### Requirement
Repeat exactly the lines of the entries below from the one with "let report = self.report(target, &plan);" through the one with "write fails part-way.", both ends included, and nothing else.

### Given information
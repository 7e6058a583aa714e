//! Exporting converted items: ZIP archives, directory trees, single files.
//!
//! ## Layout
//!
//! ```text
//! markitdown_export_20260314_120000/
//! ├── x/a.md                   one per Completed item
//! ├── y/b.md
//! ├── README.md                index (optional)
//! └── conversion_summary.json  always
//! ```
//!
//! Placement is resolved up front by [`layout`]; the writers in [`archive`]
//! and [`folder`] only copy the plan out. Exports never touch the queue.

mod archive;
mod folder;
pub mod layout;
pub mod summary;

pub use layout::{common_ancestor, INDEX_FILE_NAME, SUMMARY_FILE_NAME};
pub use summary::{format_file_size, ConversionSummary, FileSummary, TOOL_NAME};

use crate::config::ExportOptions;
use crate::error::BatchError;
use crate::item::QueueItem;
use chrono::{DateTime, Local};
use layout::ExportPlan;
use std::io::Cursor;
use std::path::{Path, PathBuf};
use tracing::info;

/// What an export produced.
#[derive(Debug, Clone, PartialEq, Eq)]
pub struct ExportReport {
    /// The archive file or export directory.
    pub location: PathBuf,
    /// Converted Markdown files written (generated documents excluded).
    pub files_written: usize,
    /// Output paths claimed by more than one file; the later one won.
    pub collisions: usize,
}

/// Writes `Completed` queue items out as Markdown files.
///
/// Every method takes the *whole* queue snapshot: non-completed items are
/// not exported but still count towards the common ancestor and appear in
/// the summary.
#[derive(Debug, Clone, Default)]
pub struct Exporter {
    options: ExportOptions,
}

impl Exporter {
    pub fn new(options: ExportOptions) -> Result<Self, BatchError> {
        options.validate()?;
        Ok(Self { options })
    }

    /// Build the archive at `destination`.
    ///
    /// If `destination` is an existing directory the archive is created
    /// inside it as `<prefix>_<YYYYmmdd_HHMMSS>.zip`; otherwise it is the
    /// archive path itself. The archive appears only once complete.
    pub fn export_zip(
        &self,
        items: &[QueueItem],
        destination: impl AsRef<Path>,
    ) -> Result<ExportReport, BatchError> {
        let now = Local::now();
        let plan = self.plan(items, now)?;

        let destination = destination.as_ref();
        let target = if destination.is_dir() {
            destination.join(format!("{}.zip", self.export_name(now)))
        } else {
            destination.to_path_buf()
        };
        let parent = target
            .parent()
            .filter(|p| !p.as_os_str().is_empty())
            .unwrap_or(Path::new("."));
        std::fs::create_dir_all(parent).map_err(|e| BatchError::OutputWriteFailed {
            path: parent.to_path_buf(),
            source: e,
        })?;

        let write_err = |e: std::io::Error| BatchError::OutputWriteFailed {
            path: target.clone(),
            source: e,
        };
        let mut tmp = tempfile::Builder::new()
            .prefix(".mdbatch-")
            .suffix(".zip.tmp")
            .tempfile_in(parent)
            .map_err(write_err)?;
        archive::write_archive(&mut tmp, &plan, &target)?;
        tmp.persist(&target).map_err(|e| write_err(e.error))?;

        let report = self.report(target, &plan);
        info!(
            "ZIP exported: {} ({} files)",
            report.location.display(),
            report.files_written
        );
        Ok(report)
    }

    /// The same archive [`Exporter::export_zip`] writes, in memory.
    pub fn export_zip_bytes(&self, items: &[QueueItem]) -> Result<Vec<u8>, BatchError> {
        let plan = self.plan(items, Local::now())?;
        let cursor = archive::write_archive(Cursor::new(Vec::new()), &plan, Path::new("<memory>"))?;
        Ok(cursor.into_inner())
    }

    /// Write the export into a new `<prefix>_<YYYYmmdd_HHMMSS>` directory
    /// under `destination` (suffixed `_1`, `_2`, … if the name is taken).
    ///
    /// Nothing is cleaned up if a write fails part-way.
    pub fn export_folder(
        &self,
        items: &[QueueItem],
        destination: impl AsRef<Path>,
    ) -> Result<ExportReport, BatchError> {
        let now = Local::now();
        let plan = self.plan(items, now)?;

        let root = folder::create_unique_dir(destination.as_ref(), &self.export_name(now))?;
        folder::write_tree(&root, &plan)?;

        let report = self.report(root, &plan);
        info!(
            "Files exported to: {} ({} files)",
            report.location.display(),
            report.files_written
        );
        Ok(report)
    }

    /// The summary document for `items`, as it would be exported now.
    pub fn summary(&self, items: &[QueueItem]) -> ConversionSummary {
        ConversionSummary::from_items(items, Local::now())
    }

    fn plan<'a>(&self, items: &'a [QueueItem], now: DateTime<Local>) -> Result<ExportPlan<'a>, BatchError> {
        let mut plan = ExportPlan::for_items(items, &self.options)?;
        let policy = self.options.collision_policy;

        if self.options.create_index {
            let index = summary::index_document(plan.item_files(), now);
            plan.add_generated(INDEX_FILE_NAME, index, policy)?;
        }
        let json = ConversionSummary::from_items(items, now).to_json()?;
        plan.add_generated(SUMMARY_FILE_NAME, json, policy)?;
        Ok(plan)
    }

    fn export_name(&self, now: DateTime<Local>) -> String {
        format!("{}_{}", self.options.export_prefix, now.format("%Y%m%d_%H%M%S"))
    }

    fn report(&self, location: PathBuf, plan: &ExportPlan<'_>) -> ExportReport {
        ExportReport {
            location,
            files_written: plan.item_files().count(),
            collisions: plan.collisions,
        }
    }
}

/// Save one completed item's Markdown to `path`.
///
/// Parent directories are created. Uses atomic write (temp file + rename)
/// so a reader never sees a partial file.
pub async fn save_markdown(item: &QueueItem, path: impl AsRef<Path>) -> Result<(), BatchError> {
    if !item.is_completed() {
        return Err(BatchError::NotCompleted {
            name: item.display_name().to_string(),
        });
    }
    let path = path.as_ref();
    let write_err = |e: std::io::Error| BatchError::OutputWriteFailed {
        path: path.to_path_buf(),
        source: e,
    };

    if let Some(parent) = path.parent().filter(|p| !p.as_os_str().is_empty()) {
        tokio::fs::create_dir_all(parent).await.map_err(write_err)?;
    }

    // Atomic write: write to temp, then rename
    let tmp_path = path.with_extension("md.tmp");
    tokio::fs::write(&tmp_path, item.content())
        .await
        .map_err(write_err)?;
    tokio::fs::rename(&tmp_path, path).await.map_err(write_err)?;

    info!("Saved {} to {}", item.display_name(), path.display());
    Ok(())
}
//! ZIP output.

use super::layout::ExportPlan;
use crate::error::BatchError;
use std::fmt::Display;
use std::io::{Seek, Write};
use std::path::Path;
use tracing::debug;
use zip::write::SimpleFileOptions;
use zip::{CompressionMethod, ZipWriter};

/// Write every planned file into a Deflate-compressed archive on `sink`.
///
/// `label` names the archive in errors (a path, or `<memory>`).
pub(crate) fn write_archive<W: Write + Seek>(
    sink: W,
    plan: &ExportPlan<'_>,
    label: &Path,
) -> Result<W, BatchError> {
    let options = SimpleFileOptions::default().compression_method(CompressionMethod::Deflated);
    let mut zip = ZipWriter::new(sink);

    for file in plan.files() {
        zip.start_file(file.path.as_str(), options)
            .map_err(|e| archive_error(label, e))?;
        zip.write_all(file.contents.as_bytes())
            .map_err(|e| archive_error(label, e))?;
        debug!("Archived {} ({} bytes)", file.path, file.contents.len());
    }

    zip.finish().map_err(|e| archive_error(label, e))
}

fn archive_error(label: &Path, e: impl Display) -> BatchError {
    BatchError::Archive {
        path: label.to_path_buf(),
        detail: e.to_string(),
    }
}
//! Post-processing: deterministic cleanup of converter output.
//!
//! External converters produce Markdown from very different back ends
//! (office XML, PDF text layers, OCR, speech transcription), and each leaves
//! its own residue: Windows line endings from `.docx`, a byte-order mark from
//! `.csv`, zero-width spaces from HTML, long runs of blank lines where a PDF
//! had empty text boxes.
//!
//! Cleanup is opt-in (`clean_output`); by default the converter's text is
//! stored exactly as returned. The rules here only touch line endings,
//! whitespace and formatting marks that carry no meaning. Joiners and soft
//! hyphens are kept: U+200D binds emoji sequences, U+200C shapes Persian and
//! Indic text, U+00AD marks hyphenation points.
//!
//! ## Rule Order
//!
//! Line endings are normalised before trimming so `\r` is not mistaken for
//! content, and invisible characters are stripped before the blank-run pass
//! so a line holding only a zero-width space counts as blank.

use once_cell::sync::Lazy;
use regex::Regex;

/// Apply all cleanup rules to raw converter output.
///
/// Rules (applied in order):
/// 1. Normalise line endings (CRLF / CR → LF)
/// 2. Strip zero-width spaces, byte-order marks and word joiners
/// 3. Trim trailing whitespace per line
/// 4. Collapse 3+ consecutive blank lines down to 2
/// 5. Trim leading blank lines and end with exactly one newline
///
/// Output that is blank after cleanup is returned as an empty string so the
/// caller can record it as "no content".
pub fn clean_markdown(input: &str) -> String {
    let s = normalise_line_endings(input);
    let s = remove_invisible_chars(&s);
    let s = trim_trailing_whitespace(&s);
    let s = collapse_blank_lines(&s);
    finish(&s)
}

// ── Rule 1: Normalise line endings ───────────────────────────────────────────

fn normalise_line_endings(input: &str) -> String {
    input.replace("\r\n", "\n").replace('\r', "\n")
}

// ── Rule 2: Remove invisible Unicode characters ─────────────────────────────

fn remove_invisible_chars(input: &str) -> String {
    input.replace(
        ['\u{200B}', '\u{FEFF}', '\u{2060}'],
        "",
    )
}

// ── Rule 3: Trim trailing whitespace per line ────────────────────────────────

fn trim_trailing_whitespace(input: &str) -> String {
    input
        .lines()
        .map(|line| line.trim_end())
        .collect::<Vec<_>>()
        .join("\n")
}

// ── Rule 4: Collapse excessive blank lines ───────────────────────────────────

static RE_BLANK_LINES: Lazy<Regex> = Lazy::new(|| Regex::new(r"\n{4,}").unwrap());

fn collapse_blank_lines(input: &str) -> String {
    RE_BLANK_LINES.replace_all(input, "\n\n\n").to_string()
}

// ── Rule 5: Trim the ends ────────────────────────────────────────────────────

fn finish(input: &str) -> String {
    let trimmed = input.trim_start_matches('\n').trim_end();
    if trimmed.trim().is_empty() {
        String::new()
    } else {
        format!("{trimmed}\n")
    }
}

// ── Tests ────────────────────────────────────────────────────────────────────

### Your response
        let report = self.report(target, &plan);
        info!(
            "ZIP exported: {} ({} files)",
            report.location.display(),
            report.files_written
        );
        Ok(report)
    }

    /// The same archive [`Exporter::export_zip`] writes, in memory.
    pub fn export_zip_bytes(&self, items: &[QueueItem]) -> Result<Vec<u8>, BatchError> {
        let plan = self.plan(items, Local::now())?;
        let cursor = archive::write_archive(Cursor::new(Vec::new()), &plan, Path::new("<memory>"))?;
        Ok(cursor.into_inner())
    }

    /// Write the export into a new `<prefix>_<YYYYmmdd_HHMMSS>` directory
    /// under `destination` (suffixed `_1`, `_2`, … if the name is taken).
    ///
    /// Nothing is cleaned up if a write fails part-way.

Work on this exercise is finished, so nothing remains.